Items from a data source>

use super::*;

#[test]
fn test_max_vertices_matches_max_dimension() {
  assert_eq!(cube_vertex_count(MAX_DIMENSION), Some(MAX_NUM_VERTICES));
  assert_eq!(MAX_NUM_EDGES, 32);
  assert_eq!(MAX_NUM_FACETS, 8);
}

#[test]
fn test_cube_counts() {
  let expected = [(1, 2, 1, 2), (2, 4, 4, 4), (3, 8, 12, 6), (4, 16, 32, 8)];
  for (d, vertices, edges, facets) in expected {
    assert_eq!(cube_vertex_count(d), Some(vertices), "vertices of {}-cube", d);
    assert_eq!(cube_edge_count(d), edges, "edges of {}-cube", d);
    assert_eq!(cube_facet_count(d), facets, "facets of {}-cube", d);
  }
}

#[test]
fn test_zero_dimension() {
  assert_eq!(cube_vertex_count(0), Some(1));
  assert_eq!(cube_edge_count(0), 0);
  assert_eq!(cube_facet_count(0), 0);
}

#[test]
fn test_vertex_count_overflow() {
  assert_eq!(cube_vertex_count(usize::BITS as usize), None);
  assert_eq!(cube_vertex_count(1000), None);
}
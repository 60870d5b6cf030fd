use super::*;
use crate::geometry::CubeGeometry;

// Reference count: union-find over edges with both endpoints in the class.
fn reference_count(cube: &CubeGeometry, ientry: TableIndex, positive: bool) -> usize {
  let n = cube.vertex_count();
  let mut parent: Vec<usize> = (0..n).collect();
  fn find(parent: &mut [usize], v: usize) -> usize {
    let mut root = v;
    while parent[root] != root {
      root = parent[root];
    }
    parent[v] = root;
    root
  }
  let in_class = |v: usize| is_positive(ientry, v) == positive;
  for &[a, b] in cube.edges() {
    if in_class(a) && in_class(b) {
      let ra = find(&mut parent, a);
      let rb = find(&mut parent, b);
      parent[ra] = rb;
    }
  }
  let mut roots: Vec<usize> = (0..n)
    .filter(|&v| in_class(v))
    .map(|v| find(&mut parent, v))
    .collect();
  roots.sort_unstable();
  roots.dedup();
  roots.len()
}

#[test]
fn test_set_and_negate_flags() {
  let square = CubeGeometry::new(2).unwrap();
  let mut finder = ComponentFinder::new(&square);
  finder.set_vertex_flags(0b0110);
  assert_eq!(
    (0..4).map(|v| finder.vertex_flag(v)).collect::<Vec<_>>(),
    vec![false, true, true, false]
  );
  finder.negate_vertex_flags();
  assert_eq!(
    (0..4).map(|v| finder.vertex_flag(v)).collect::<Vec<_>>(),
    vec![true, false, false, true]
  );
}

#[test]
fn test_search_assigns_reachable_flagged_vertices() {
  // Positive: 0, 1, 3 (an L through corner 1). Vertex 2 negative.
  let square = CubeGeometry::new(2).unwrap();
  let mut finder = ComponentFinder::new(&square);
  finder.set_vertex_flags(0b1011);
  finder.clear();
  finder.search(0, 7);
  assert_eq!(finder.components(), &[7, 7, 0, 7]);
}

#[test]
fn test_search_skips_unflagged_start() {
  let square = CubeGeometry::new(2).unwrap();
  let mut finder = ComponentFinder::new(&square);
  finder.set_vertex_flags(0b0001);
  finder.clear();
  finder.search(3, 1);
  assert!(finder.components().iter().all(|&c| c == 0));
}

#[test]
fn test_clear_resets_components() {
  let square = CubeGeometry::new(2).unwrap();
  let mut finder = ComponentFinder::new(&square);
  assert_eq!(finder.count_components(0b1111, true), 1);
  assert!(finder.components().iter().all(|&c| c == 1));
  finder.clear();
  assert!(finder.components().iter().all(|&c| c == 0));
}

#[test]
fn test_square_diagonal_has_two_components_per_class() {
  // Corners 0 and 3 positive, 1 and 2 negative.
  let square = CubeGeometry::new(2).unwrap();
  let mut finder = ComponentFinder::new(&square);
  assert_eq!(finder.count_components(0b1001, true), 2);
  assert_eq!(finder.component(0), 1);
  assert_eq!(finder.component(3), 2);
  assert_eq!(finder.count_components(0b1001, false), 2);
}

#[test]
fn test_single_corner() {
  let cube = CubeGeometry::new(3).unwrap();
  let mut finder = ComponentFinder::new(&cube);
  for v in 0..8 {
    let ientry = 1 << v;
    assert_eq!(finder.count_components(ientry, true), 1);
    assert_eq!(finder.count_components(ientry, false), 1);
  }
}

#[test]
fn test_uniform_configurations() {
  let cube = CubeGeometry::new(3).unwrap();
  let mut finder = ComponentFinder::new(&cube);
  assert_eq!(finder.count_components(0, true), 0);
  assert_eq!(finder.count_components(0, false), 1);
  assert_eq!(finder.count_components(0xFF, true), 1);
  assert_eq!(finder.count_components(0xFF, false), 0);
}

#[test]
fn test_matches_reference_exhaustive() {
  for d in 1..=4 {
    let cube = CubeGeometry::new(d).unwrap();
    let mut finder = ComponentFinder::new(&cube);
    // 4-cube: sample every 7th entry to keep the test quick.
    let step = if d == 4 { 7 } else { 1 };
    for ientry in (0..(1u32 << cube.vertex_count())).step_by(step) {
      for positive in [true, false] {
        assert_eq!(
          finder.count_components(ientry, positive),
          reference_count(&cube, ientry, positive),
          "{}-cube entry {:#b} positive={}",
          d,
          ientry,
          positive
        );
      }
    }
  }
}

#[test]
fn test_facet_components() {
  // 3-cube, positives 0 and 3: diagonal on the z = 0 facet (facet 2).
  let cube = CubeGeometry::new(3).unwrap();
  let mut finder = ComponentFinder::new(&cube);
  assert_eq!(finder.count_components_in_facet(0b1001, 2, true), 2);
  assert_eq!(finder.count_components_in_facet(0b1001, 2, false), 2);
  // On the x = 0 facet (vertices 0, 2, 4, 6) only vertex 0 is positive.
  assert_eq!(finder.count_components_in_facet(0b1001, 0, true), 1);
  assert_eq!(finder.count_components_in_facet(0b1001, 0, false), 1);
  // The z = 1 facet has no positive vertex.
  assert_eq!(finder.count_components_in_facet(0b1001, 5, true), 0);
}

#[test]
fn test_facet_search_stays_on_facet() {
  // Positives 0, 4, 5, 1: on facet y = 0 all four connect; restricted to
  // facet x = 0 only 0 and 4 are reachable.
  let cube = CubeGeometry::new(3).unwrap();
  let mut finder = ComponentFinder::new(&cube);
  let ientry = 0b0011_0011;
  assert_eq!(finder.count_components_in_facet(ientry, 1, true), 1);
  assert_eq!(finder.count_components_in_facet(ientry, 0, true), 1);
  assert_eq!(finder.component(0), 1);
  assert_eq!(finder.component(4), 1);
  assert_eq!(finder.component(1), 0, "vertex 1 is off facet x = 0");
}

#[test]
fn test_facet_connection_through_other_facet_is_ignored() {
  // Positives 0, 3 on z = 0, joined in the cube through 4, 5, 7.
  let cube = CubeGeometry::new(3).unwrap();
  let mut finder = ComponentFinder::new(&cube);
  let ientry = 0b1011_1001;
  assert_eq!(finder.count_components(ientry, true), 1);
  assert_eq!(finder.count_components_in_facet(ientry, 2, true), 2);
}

EXERCISE>
Check each line of the data above for the word "Some" and copy the ones where it is found.

WRITTEN ANSWER>
  assert_eq!(cube_vertex_count(MAX_DIMENSION), Some(MAX_NUM_VERTICES));
    assert_eq!(cube_vertex_count(d), Some(vertices), "vertices of {}-cube", d);
  assert_eq!(cube_vertex_count(0), Some(1));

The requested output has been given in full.